Entries taken from a collection

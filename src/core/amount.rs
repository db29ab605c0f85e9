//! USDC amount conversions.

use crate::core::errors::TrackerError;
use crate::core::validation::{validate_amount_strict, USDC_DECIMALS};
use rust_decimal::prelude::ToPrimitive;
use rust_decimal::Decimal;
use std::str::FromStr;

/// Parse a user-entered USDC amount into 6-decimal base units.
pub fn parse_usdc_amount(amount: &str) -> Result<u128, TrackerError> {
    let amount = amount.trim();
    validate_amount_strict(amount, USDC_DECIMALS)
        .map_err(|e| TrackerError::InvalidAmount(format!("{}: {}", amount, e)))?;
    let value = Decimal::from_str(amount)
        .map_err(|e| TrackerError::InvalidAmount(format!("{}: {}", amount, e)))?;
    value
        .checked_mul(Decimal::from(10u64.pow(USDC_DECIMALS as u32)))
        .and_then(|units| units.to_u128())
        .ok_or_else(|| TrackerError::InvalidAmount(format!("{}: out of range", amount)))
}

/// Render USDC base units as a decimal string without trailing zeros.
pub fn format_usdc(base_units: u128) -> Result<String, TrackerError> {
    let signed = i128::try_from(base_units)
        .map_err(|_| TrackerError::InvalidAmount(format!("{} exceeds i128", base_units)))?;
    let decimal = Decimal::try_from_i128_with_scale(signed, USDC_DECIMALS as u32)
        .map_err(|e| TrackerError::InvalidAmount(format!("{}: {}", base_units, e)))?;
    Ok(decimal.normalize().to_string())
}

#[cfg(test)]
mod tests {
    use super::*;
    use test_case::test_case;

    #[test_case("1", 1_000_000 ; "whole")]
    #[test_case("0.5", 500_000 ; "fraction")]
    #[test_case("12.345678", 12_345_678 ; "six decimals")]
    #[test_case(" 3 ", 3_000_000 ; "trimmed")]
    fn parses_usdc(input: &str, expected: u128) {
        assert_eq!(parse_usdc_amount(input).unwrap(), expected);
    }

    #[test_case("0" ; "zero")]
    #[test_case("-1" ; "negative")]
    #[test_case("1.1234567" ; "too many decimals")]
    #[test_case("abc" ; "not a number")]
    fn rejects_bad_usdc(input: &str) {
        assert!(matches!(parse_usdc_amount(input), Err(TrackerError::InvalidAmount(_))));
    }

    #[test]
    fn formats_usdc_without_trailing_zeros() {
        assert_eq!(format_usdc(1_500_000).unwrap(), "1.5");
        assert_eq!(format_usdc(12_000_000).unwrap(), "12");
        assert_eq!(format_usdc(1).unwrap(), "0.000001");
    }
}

--

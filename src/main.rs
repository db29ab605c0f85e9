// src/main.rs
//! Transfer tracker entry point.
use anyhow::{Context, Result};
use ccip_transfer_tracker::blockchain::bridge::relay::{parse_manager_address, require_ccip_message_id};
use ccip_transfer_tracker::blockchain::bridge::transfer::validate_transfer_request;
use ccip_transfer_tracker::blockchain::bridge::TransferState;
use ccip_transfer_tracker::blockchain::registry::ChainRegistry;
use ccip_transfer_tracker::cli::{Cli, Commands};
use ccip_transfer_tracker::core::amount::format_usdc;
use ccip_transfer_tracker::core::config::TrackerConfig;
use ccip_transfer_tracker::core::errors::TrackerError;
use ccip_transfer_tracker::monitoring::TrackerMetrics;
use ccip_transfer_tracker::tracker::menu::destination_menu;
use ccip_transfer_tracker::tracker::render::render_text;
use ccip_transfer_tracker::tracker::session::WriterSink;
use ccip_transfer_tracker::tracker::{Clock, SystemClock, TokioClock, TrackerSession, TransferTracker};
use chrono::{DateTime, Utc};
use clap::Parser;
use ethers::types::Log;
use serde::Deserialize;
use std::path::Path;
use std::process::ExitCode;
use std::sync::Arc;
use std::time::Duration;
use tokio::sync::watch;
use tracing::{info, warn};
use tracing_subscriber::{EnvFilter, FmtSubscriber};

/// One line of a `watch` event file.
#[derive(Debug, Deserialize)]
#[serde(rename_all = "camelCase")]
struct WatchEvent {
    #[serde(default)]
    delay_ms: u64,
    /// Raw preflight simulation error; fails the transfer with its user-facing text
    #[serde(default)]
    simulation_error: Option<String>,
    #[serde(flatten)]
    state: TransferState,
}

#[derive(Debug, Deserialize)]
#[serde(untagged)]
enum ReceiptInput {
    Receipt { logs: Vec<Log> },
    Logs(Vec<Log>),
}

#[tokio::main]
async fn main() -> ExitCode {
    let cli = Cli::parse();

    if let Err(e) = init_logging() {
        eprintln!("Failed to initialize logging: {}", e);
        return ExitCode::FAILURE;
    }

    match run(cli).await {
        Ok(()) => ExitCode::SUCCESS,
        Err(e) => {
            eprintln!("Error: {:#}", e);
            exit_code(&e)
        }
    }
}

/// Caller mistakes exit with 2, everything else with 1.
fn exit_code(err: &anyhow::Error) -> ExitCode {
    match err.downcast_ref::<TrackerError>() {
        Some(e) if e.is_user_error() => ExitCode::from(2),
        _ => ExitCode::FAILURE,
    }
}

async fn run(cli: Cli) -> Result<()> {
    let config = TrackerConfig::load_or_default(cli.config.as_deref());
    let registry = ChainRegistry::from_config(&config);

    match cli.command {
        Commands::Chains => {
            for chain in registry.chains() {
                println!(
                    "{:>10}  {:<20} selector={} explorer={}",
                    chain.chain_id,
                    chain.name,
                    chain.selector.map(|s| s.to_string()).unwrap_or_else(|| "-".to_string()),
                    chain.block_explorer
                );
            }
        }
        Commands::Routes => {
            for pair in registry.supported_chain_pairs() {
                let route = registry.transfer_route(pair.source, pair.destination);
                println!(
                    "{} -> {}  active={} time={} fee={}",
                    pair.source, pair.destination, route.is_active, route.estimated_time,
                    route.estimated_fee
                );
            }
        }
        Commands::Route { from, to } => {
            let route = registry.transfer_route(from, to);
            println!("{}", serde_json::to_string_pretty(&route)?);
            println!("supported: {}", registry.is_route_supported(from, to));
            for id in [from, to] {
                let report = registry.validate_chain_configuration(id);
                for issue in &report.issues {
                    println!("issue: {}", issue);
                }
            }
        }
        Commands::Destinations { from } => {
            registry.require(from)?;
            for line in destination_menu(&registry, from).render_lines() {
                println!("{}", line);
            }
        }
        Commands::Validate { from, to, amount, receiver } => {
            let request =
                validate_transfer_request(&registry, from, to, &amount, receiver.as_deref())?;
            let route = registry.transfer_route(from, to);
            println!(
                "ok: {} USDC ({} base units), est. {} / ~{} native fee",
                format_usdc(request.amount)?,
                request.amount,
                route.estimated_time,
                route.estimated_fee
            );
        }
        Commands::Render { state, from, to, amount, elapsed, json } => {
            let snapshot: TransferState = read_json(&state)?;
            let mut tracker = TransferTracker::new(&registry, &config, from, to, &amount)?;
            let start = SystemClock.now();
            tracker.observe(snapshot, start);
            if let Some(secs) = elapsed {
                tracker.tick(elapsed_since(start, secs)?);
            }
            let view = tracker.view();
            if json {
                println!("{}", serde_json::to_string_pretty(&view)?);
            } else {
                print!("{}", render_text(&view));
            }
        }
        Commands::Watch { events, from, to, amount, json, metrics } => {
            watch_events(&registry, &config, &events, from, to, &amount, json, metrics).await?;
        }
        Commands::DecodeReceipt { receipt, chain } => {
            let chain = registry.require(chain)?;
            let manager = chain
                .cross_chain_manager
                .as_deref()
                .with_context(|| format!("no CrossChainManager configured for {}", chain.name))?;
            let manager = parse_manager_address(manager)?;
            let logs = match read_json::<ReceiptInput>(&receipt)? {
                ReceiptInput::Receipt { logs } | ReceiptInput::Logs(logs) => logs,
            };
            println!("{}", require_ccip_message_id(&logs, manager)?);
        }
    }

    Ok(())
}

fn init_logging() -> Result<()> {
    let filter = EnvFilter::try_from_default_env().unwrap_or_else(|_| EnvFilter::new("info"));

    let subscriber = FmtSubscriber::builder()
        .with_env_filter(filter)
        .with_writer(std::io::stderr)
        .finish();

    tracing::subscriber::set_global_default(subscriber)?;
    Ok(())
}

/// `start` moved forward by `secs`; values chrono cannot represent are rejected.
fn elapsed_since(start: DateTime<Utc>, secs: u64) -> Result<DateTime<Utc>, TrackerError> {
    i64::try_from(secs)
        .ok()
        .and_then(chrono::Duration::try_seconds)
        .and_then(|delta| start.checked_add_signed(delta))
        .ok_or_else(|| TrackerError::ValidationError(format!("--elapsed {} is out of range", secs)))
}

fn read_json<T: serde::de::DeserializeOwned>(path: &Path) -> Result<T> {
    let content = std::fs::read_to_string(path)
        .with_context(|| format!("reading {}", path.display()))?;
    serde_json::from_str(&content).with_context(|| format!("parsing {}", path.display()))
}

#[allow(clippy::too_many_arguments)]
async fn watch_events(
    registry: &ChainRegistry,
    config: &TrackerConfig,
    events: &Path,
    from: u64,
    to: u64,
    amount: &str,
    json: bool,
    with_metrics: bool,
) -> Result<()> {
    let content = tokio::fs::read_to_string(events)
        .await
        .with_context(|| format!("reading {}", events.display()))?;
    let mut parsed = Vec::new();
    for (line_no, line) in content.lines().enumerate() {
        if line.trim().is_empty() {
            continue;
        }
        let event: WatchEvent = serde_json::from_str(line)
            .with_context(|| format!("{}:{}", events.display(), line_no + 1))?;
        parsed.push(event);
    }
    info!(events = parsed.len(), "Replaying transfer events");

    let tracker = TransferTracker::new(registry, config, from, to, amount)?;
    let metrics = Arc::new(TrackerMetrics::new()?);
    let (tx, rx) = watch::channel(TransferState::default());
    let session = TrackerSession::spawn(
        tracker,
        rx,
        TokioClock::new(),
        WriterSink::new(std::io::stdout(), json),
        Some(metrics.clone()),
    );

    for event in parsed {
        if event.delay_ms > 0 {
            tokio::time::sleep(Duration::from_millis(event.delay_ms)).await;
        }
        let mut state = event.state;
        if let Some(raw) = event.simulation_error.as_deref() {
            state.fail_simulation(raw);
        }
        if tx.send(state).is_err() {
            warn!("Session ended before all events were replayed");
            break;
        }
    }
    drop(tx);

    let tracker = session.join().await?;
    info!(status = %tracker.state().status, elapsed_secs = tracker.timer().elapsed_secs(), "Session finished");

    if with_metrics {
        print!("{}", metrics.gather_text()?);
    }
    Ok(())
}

### PROBLEM TO SOLVE
Taking the entries above, restate exactly those lines that fall between the line with "filename src/core/amount.rs" and the line with "6-decimal base units.", keeping both of those lines too.

### RESPONSE TO THE TASK
filename src/core/amount.rs
repository db29ab605c0f85e9
//! USDC amount conversions.

use crate::core::errors::TrackerError;
use crate::core::validation::{validate_amount_strict, USDC_DECIMALS};
use rust_decimal::prelude::ToPrimitive;
use rust_decimal::Decimal;
use std::str::FromStr;

/// Parse a user-entered USDC amount into 6-decimal base units.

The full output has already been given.